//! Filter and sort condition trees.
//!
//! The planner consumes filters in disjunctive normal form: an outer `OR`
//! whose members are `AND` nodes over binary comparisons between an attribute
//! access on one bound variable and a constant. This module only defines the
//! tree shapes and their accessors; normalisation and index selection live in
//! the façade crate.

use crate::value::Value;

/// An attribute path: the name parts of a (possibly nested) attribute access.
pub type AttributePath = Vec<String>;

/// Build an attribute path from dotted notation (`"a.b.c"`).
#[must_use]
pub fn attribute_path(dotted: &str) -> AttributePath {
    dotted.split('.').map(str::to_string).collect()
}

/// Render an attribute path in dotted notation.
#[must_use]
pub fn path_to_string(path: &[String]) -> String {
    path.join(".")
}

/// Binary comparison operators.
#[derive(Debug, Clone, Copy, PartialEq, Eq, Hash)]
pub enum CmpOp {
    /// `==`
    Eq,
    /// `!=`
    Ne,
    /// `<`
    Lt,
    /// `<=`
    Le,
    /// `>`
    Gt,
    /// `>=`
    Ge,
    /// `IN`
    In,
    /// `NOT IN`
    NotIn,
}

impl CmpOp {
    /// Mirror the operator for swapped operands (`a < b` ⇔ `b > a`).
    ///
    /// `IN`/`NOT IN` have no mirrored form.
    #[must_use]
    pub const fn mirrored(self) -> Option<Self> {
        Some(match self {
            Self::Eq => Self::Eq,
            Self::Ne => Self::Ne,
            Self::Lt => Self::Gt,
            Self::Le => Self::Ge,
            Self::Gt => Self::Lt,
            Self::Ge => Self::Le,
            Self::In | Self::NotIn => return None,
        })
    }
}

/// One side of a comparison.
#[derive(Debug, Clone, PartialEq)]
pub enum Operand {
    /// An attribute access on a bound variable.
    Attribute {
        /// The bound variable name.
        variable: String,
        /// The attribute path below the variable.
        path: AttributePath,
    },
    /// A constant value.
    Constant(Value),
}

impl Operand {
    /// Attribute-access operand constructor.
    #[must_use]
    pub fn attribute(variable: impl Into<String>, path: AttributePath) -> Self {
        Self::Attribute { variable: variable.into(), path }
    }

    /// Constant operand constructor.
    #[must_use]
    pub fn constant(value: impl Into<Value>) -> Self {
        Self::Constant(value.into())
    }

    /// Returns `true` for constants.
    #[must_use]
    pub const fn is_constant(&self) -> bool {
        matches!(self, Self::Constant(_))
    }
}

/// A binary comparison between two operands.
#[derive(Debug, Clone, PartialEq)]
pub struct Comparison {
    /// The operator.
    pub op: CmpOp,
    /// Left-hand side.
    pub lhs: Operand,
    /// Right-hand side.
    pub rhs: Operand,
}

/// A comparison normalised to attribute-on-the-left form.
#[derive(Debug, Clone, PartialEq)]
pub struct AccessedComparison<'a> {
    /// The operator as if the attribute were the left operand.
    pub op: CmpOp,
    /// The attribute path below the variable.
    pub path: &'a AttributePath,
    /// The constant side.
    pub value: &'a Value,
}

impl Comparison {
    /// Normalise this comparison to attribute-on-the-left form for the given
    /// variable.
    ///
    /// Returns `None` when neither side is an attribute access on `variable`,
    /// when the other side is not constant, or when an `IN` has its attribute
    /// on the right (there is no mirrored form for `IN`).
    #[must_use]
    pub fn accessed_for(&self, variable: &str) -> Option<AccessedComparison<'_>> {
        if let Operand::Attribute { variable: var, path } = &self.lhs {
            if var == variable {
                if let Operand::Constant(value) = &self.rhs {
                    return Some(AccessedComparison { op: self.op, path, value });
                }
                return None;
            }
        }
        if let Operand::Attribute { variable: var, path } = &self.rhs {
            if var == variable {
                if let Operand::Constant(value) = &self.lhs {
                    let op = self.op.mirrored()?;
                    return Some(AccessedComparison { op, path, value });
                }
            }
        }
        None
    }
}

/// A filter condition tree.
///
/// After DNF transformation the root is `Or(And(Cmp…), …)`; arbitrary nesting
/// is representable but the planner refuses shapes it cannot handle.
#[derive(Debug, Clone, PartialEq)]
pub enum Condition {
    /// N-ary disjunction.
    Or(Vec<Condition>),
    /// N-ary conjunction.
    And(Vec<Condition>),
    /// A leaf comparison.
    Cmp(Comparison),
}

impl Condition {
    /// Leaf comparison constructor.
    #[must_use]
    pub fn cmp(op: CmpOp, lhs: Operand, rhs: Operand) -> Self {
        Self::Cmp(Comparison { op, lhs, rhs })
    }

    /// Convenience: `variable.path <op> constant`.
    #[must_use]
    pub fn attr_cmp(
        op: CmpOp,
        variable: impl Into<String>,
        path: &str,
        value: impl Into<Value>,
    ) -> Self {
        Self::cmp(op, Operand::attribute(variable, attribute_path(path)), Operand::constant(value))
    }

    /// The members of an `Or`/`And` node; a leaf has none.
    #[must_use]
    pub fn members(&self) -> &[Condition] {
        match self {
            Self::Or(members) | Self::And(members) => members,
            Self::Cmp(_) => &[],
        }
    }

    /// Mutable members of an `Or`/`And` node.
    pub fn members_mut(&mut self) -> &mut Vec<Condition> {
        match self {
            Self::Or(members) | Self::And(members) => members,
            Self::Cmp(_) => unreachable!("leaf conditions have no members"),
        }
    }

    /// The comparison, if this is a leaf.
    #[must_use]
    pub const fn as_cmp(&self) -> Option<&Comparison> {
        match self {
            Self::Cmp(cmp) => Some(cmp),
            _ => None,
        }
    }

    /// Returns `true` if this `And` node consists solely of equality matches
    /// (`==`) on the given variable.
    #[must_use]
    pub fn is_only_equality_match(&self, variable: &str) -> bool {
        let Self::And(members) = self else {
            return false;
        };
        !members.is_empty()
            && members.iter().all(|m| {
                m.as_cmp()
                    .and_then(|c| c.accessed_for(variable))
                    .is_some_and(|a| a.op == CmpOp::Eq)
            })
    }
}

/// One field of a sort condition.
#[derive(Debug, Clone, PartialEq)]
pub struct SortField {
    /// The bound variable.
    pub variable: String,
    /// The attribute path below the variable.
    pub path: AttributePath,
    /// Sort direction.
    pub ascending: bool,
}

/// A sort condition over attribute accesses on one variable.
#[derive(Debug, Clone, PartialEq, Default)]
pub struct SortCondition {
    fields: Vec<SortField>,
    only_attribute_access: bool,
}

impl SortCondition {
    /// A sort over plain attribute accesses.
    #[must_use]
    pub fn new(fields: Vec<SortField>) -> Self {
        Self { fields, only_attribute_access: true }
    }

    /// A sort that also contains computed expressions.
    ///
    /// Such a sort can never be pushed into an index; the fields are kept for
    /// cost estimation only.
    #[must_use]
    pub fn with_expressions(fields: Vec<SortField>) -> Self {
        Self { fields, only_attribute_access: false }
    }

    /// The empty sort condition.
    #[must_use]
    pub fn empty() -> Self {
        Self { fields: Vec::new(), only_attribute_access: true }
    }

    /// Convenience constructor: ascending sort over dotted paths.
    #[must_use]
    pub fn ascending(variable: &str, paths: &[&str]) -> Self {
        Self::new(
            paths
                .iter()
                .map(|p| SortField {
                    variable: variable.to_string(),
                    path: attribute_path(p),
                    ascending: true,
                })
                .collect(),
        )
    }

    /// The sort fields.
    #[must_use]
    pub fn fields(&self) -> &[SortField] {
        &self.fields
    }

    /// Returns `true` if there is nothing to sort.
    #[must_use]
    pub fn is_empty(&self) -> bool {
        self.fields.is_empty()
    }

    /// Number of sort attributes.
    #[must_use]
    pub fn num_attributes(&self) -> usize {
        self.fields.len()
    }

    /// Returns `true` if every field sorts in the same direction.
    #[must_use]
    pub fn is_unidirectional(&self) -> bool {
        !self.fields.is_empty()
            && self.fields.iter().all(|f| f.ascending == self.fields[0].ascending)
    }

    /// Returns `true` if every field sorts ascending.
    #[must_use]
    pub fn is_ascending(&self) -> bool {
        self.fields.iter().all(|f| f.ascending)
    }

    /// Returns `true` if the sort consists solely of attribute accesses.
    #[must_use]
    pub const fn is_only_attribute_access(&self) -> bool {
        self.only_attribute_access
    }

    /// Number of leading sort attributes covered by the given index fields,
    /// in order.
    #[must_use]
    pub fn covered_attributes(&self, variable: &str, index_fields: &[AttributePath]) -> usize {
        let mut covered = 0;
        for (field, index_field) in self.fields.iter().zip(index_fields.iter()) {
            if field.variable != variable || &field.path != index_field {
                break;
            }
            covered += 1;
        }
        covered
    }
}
+++
Assignment ▸ All that is wanted is an exact copy of the lines above from the one with "are kept for" through the one with "pub fn ascending(variable: &str, paths: &[&str])", with both ends included.

Completed exercise ▸
    /// Such a sort can never be pushed into an index; the fields are kept for
    /// cost estimation only.
    #[must_use]
    pub fn with_expressions(fields: Vec<SortField>) -> Self {
        Self { fields, only_attribute_access: false }
    }

    /// The empty sort condition.
    #[must_use]
    pub fn empty() -> Self {
        Self { fields: Vec::new(), only_attribute_access: true }
    }

    /// Convenience constructor: ascending sort over dotted paths.
    #[must_use]
    pub fn ascending(variable: &str, paths: &[&str]) -> Self {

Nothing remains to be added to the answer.